__Problem requirements__. So that nothing is lost, restate each entry exactly as supplied.

__Source material__.
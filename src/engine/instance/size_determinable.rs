use crate::types::SizeDeterminableCave;

use super::CaveInstance;

impl SizeDeterminableCave for CaveInstance {
    fn get_width(&self) -> u32 {
        self.map.width() as u32
    }

    fn get_height(&self) -> u32 {
        self.map.height() as u32
    }
}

__Answer space__.
filename src/engine/instance/size_determinable.rs
use crate::types::SizeDeterminableCave;

use super::CaveInstance;

impl SizeDeterminableCave for CaveInstance {
    fn get_width(&self) -> u32 {
        self.map.width() as u32
    }

    fn get_height(&self) -> u32 {
        self.map.height() as u32
    }
}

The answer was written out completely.